Which lines in the records below contain the word "anything"? Copy each of them.

● INFORMATION PROVIDED:
* * *

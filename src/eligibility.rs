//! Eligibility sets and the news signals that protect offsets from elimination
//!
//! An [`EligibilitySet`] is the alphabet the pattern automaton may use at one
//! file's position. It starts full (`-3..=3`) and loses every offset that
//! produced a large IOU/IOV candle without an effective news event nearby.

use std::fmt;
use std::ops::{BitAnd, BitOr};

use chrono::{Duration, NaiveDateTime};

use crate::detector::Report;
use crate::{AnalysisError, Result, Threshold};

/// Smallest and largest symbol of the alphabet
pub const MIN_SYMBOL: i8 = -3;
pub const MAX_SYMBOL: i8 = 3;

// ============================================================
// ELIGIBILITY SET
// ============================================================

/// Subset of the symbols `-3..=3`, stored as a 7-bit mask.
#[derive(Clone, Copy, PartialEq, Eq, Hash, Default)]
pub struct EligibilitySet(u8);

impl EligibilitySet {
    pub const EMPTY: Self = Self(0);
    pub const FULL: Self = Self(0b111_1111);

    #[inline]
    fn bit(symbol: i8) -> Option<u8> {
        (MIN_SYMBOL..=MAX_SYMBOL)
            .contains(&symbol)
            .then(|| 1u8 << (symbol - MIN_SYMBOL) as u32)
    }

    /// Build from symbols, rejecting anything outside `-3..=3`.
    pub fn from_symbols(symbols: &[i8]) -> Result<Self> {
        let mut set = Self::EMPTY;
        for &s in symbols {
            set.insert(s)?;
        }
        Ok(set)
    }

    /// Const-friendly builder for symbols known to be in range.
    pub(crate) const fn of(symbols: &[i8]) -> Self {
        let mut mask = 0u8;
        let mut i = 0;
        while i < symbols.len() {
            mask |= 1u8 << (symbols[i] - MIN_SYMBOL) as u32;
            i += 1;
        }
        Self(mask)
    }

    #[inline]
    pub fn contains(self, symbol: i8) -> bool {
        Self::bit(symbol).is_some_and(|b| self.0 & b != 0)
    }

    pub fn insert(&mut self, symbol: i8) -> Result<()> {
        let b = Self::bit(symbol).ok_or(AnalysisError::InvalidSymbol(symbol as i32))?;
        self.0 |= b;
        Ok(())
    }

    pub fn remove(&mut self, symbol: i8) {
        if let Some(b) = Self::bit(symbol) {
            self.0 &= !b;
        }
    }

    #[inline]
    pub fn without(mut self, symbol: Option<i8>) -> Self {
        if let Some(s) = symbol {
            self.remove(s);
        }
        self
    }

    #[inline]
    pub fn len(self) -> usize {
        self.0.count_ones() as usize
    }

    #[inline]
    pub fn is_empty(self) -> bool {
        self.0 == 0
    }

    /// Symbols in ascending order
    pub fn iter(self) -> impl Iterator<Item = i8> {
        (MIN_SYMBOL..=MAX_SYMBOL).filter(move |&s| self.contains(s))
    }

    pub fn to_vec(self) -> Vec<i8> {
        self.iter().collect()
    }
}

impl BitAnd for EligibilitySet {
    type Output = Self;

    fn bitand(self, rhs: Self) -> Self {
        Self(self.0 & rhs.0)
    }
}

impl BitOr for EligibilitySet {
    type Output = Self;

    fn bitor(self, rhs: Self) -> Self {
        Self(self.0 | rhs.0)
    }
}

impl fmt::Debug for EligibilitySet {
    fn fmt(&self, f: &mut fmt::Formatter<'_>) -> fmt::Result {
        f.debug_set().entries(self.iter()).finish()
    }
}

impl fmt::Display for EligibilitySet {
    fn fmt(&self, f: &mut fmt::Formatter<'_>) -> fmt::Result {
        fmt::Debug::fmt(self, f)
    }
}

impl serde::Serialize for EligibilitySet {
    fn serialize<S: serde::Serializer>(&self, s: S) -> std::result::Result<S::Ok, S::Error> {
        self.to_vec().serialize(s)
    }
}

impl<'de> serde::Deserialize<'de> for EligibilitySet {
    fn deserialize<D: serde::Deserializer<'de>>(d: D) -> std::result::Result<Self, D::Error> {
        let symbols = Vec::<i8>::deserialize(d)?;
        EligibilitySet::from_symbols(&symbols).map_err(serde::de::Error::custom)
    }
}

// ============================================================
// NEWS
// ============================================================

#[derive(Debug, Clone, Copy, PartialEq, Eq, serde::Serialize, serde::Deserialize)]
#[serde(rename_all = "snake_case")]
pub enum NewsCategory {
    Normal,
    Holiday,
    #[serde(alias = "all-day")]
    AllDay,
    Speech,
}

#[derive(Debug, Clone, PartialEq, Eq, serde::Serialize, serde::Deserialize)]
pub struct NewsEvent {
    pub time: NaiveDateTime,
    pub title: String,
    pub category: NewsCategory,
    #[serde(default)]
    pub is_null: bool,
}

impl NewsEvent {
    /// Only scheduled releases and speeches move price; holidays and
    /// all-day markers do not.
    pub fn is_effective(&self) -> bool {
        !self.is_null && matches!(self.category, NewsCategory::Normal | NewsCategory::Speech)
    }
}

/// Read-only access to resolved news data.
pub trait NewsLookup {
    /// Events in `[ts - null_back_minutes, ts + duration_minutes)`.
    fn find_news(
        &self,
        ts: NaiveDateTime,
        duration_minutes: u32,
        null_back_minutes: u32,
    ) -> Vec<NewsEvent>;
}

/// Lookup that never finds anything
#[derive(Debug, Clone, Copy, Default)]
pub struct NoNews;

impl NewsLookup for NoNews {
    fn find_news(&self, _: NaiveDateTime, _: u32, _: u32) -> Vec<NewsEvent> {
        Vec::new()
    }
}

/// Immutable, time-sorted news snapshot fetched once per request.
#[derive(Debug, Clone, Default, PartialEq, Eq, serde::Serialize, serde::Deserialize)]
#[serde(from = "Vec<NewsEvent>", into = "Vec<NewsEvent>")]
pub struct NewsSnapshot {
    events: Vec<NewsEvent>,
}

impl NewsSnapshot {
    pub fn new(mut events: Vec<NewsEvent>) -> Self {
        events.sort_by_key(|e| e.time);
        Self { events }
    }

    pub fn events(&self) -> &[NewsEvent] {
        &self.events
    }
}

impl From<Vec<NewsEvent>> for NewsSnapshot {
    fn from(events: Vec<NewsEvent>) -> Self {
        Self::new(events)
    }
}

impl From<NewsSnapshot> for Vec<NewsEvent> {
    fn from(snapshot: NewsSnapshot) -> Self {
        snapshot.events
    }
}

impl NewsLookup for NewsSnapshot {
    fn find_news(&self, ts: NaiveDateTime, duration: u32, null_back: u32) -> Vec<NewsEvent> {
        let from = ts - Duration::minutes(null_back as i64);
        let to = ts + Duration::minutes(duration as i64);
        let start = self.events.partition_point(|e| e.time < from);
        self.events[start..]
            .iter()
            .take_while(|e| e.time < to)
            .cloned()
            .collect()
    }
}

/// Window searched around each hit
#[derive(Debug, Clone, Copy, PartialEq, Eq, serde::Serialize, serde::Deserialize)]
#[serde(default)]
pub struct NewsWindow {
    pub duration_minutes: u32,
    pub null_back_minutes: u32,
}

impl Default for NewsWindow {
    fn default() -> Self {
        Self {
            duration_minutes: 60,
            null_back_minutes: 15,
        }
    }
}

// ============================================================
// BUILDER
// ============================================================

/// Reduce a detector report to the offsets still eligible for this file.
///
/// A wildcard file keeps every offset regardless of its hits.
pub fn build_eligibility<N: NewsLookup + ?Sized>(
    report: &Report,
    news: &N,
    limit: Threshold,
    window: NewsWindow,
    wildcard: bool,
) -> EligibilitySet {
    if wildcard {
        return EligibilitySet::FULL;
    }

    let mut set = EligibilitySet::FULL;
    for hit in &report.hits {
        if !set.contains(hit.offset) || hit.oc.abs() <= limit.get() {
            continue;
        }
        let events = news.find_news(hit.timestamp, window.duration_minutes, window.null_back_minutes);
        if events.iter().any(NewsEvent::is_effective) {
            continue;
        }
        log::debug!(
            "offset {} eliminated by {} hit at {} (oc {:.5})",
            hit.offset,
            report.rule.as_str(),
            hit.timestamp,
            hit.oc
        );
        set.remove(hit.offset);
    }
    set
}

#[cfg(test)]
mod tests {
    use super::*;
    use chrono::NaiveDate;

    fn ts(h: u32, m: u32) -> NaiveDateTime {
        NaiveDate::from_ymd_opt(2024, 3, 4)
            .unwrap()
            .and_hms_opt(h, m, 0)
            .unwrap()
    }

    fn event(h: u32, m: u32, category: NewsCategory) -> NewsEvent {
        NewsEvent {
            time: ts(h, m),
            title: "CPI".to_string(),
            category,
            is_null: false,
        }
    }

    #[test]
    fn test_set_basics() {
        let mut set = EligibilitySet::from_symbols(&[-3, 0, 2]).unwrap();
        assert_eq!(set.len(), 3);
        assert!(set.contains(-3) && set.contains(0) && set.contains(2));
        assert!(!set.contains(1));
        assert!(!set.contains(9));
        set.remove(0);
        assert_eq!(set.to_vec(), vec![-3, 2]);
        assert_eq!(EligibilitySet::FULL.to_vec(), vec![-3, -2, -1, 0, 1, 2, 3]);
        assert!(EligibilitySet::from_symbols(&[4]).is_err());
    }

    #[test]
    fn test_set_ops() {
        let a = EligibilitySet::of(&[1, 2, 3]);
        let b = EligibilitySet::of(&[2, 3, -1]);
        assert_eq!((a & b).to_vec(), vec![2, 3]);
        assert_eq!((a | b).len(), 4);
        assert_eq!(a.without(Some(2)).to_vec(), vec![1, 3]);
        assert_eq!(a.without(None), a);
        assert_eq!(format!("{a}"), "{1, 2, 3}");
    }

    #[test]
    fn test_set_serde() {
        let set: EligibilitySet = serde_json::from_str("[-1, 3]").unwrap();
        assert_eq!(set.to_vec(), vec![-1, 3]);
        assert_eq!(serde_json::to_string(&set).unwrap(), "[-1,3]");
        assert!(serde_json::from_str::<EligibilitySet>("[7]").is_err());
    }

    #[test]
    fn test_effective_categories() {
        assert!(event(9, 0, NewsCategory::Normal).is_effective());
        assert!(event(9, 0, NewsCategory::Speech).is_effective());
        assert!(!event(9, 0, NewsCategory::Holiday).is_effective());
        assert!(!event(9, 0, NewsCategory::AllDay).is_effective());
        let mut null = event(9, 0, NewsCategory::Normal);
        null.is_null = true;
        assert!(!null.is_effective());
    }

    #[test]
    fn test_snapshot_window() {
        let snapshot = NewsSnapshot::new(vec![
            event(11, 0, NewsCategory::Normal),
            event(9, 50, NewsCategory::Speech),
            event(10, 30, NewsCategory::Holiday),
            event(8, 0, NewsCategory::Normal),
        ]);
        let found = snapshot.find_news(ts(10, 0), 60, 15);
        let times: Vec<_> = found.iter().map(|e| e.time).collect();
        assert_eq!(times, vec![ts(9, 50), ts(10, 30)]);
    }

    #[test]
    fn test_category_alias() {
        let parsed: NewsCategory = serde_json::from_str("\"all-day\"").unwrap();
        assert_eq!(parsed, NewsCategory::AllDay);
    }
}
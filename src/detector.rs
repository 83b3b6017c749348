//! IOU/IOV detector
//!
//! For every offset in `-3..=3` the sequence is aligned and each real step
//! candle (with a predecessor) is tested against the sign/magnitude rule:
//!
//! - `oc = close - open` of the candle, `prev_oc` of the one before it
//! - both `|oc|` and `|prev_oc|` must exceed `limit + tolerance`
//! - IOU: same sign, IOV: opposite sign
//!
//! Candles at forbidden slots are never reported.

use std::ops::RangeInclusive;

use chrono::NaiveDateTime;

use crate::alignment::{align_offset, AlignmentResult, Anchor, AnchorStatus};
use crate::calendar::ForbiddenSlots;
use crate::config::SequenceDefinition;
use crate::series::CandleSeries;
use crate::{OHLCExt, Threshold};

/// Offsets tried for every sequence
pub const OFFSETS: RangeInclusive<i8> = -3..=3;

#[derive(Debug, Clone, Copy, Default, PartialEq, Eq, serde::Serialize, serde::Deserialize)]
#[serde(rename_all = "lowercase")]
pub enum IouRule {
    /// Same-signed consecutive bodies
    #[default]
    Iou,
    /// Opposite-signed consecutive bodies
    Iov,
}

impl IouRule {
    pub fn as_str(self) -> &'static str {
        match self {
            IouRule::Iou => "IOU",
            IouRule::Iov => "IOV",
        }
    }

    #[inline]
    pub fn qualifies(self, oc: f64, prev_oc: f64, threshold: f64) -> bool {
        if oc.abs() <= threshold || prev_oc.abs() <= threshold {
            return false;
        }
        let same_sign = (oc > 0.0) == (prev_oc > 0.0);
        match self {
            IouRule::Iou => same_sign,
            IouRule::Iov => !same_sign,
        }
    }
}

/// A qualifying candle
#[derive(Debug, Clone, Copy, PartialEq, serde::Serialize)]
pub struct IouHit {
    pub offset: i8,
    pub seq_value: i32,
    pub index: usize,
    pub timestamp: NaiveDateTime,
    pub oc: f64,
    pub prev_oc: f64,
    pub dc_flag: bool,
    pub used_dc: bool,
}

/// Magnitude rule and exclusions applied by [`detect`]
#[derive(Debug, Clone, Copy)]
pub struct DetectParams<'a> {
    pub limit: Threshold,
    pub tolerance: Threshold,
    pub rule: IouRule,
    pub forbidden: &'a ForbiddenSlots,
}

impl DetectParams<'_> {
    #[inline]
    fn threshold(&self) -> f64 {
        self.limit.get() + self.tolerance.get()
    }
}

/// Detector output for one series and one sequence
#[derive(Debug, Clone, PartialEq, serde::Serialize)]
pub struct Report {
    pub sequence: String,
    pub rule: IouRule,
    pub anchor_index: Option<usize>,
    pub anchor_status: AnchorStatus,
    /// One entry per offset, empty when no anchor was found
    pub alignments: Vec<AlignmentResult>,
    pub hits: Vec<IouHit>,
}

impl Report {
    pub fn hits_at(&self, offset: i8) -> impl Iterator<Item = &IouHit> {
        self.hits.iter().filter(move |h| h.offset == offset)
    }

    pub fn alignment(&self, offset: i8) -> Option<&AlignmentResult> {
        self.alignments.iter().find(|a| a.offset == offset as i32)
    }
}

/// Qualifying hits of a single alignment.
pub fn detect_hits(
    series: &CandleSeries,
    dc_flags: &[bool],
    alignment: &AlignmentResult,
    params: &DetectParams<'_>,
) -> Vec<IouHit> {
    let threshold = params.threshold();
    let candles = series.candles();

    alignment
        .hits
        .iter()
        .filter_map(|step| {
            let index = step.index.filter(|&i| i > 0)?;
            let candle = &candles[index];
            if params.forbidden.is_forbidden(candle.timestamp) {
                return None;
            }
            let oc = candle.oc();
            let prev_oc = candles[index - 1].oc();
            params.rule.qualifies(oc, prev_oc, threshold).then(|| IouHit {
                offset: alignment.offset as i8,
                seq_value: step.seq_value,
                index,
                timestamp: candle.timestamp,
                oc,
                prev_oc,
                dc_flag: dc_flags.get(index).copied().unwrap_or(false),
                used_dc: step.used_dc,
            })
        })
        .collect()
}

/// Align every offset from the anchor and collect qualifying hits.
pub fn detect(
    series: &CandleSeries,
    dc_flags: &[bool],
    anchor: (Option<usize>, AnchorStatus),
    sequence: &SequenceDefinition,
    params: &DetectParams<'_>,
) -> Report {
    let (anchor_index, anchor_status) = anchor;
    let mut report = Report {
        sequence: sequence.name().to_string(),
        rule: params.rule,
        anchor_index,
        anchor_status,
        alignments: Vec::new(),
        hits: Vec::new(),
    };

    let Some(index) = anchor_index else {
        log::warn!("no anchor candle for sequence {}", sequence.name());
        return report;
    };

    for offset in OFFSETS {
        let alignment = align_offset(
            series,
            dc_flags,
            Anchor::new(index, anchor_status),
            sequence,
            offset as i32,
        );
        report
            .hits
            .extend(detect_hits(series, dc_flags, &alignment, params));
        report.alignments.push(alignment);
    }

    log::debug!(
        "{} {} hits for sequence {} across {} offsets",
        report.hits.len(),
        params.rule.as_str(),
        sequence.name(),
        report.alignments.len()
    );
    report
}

* * *

● ANSWER TO THE EXERCISE:
    /// Build from symbols, rejecting anything outside `-3..=3`.
/// Lookup that never finds anything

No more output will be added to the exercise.